The switch contacts and FPC connector make the design immediately problematic for a low feature count CAD tool; the solder resist output can’t be used to generate the Coverlay because it has to be excluded from the switch contact area.

Concept Design

An overview of the general characteristics and a concept design is first created. It is important to decide on a large and robust feature size for tracks, vias and component pads.

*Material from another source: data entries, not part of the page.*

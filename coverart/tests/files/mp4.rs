use crate::util::{
	JPEG_DATA, MP4_AUDIO, PNG_DATA, atom, covr_data, find, mp4, mp4_chunk_offset,
	mp4_mdat_payload, read_path, temp_path, udta,
};

use coverart::cover::{CoverFile, PictureSource, ReadStatus};
use coverart::file::{ContainerFamily, TaggedMedia};
use coverart::mime::CoverArtFormat;
use coverart::mp4::Mp4File;
use coverart::picture::Picture;

fn mp4_file(file: &CoverFile) -> &Mp4File {
	match file.media() {
		TaggedMedia::Mp4(mp4) => mp4,
		other => panic!("Expected an MP4 file, got {other:?}"),
	}
}

fn title_item() -> Vec<u8> {
	let mut data = vec![0, 0, 0, 1, 0, 0, 0, 0];
	data.extend(b"Title");
	atom(b"\xA9nam", &atom(b"data", &data))
}

fn assert_chunk_offset_valid(file: &[u8]) {
	assert_eq!(mp4_chunk_offset(file) as usize, mp4_mdat_payload(file));
	assert!(file.ends_with(MP4_AUDIO));
}

#[test_log::test]
fn no_metadata() {
	let temp = temp_path(&mp4(&[]), "m4a");

	let file = CoverFile::open(temp.path()).unwrap();
	assert_eq!(file.family(), ContainerFamily::Mp4);
	assert_eq!(mp4_file(&file).ftyp(), "M4A ");
	assert!(mp4_file(&file).ilst().is_none());

	// A missing `covr` item is reported the same as an empty one
	assert_eq!(
		file.read_cover().status(),
		ReadStatus::PictureListEmpty(PictureSource::Mp4CoverArt)
	);
}

#[test_log::test]
fn write_creates_udta() {
	let original = mp4(&[]);
	assert_chunk_offset_valid(&original);

	let temp = temp_path(&original, "m4a");

	let mut file = CoverFile::open(temp.path()).unwrap();
	file.write_cover(Picture::new(PNG_DATA.to_vec(), "image/png"))
		.unwrap();

	let written = read_path(temp.path());
	for ident in [b"udta", b"meta", b"hdlr", b"ilst", b"covr"] {
		assert!(find(&written, ident).is_some());
	}

	// The new atoms sit before `mdat`, so the chunk offset had to move
	assert!(mp4_chunk_offset(&written) > mp4_chunk_offset(&original));
	assert_chunk_offset_valid(&written);

	let file = CoverFile::open(temp.path()).unwrap();
	let picture = file.read_cover().into_picture().unwrap();
	assert_eq!(picture.mime_type(), "image/png");
	assert_eq!(picture.data(), PNG_DATA);
	assert_eq!(picture.geometry(), None);
}

#[test_log::test]
fn cover_is_replaced() {
	let mut items = title_item();
	items.extend(atom(
		b"covr",
		&[covr_data(13, JPEG_DATA), covr_data(14, PNG_DATA)].concat(),
	));

	let temp = temp_path(&mp4(&udta(&items)), "m4a");

	let mut file = CoverFile::open(temp.path()).unwrap();
	assert_eq!(
		mp4_file(&file)
			.ilst()
			.and_then(|ilst| ilst.cover_art())
			.map(<[_]>::len),
		Some(2)
	);

	// There are no picture types in MP4, so the first entry is used
	let picture = file.read_cover().into_picture().unwrap();
	assert_eq!(picture.mime_type(), "image/jpeg");
	assert_eq!(picture.data(), JPEG_DATA);

	file.write_cover(Picture::new(vec![b'G', b'I', b'F'], "image/gif"))
		.unwrap();

	let written = read_path(temp.path());
	assert!(find(&written, &title_item()).is_some());
	assert_chunk_offset_valid(&written);

	let file = CoverFile::open(temp.path()).unwrap();
	let ilst = mp4_file(&file).ilst().unwrap();
	assert_eq!(ilst.len(), 2);
	assert_eq!(ilst.cover_art().map(<[_]>::len), Some(1));

	let picture = file.read_cover().into_picture().unwrap();
	assert_eq!(picture.mime_type(), "image/gif");
	assert_eq!(picture.data(), b"GIF");
}

#[test_log::test]
fn known_formats() {
	let temp = temp_path(&mp4(&[]), "m4a");

	for format in [
		CoverArtFormat::Jpeg,
		CoverArtFormat::Png,
		CoverArtFormat::Bmp,
		CoverArtFormat::Gif,
	] {
		let mut file = CoverFile::open(temp.path()).unwrap();
		file.write_cover(Picture::new(vec![1, 2, 3], format.as_mime()))
			.unwrap();

		let written = read_path(temp.path());
		let covr = find(&written, b"covr").unwrap();
		assert_eq!(&written[covr + 8..covr + 12], b"data");
		assert_eq!(
			&written[covr + 12..covr + 16],
			&format.as_data_type().to_be_bytes()
		);
		assert_chunk_offset_valid(&written);

		let file = CoverFile::open(temp.path()).unwrap();
		assert_eq!(
			file.read_cover().picture().map(Picture::mime_type),
			Some(format.as_mime())
		);
	}
}

#[test_log::test]
fn unknown_format() {
	let temp = temp_path(&mp4(&[]), "m4a");

	let mut file = CoverFile::open(temp.path()).unwrap();
	file.write_cover(Picture::new(vec![1, 2, 3], "image/webp"))
		.unwrap();

	let written = read_path(temp.path());
	let covr = find(&written, b"covr").unwrap();
	assert_eq!(&written[covr + 12..covr + 16], &[0, 0, 0, 0]);

	// The MIME type can't be recovered
	let file = CoverFile::open(temp.path()).unwrap();
	let picture = file.read_cover().into_picture().unwrap();
	assert_eq!(picture.mime_type(), "");
	assert_eq!(picture.data(), &[1, 2, 3]);
}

The properties of the design require research, there are many sites out there that explain the design rules for flexible circuits. However to speed up the process and validate the planned design, a good place to start is from an online quotation tool, where critical parameters may be manipulated and important choices made that infer the design characteristics.

Starting Point

First assessment involves the choice of connector, in this design a high quality and rugged 1mm pitch Molex 522072460 24Way top contact gold plated connector is chosen. It is essential to choose a high quality established part otherwise there will be problems, gold plating is essential and zero insertion force type prevents damage to the Flexi on insertion.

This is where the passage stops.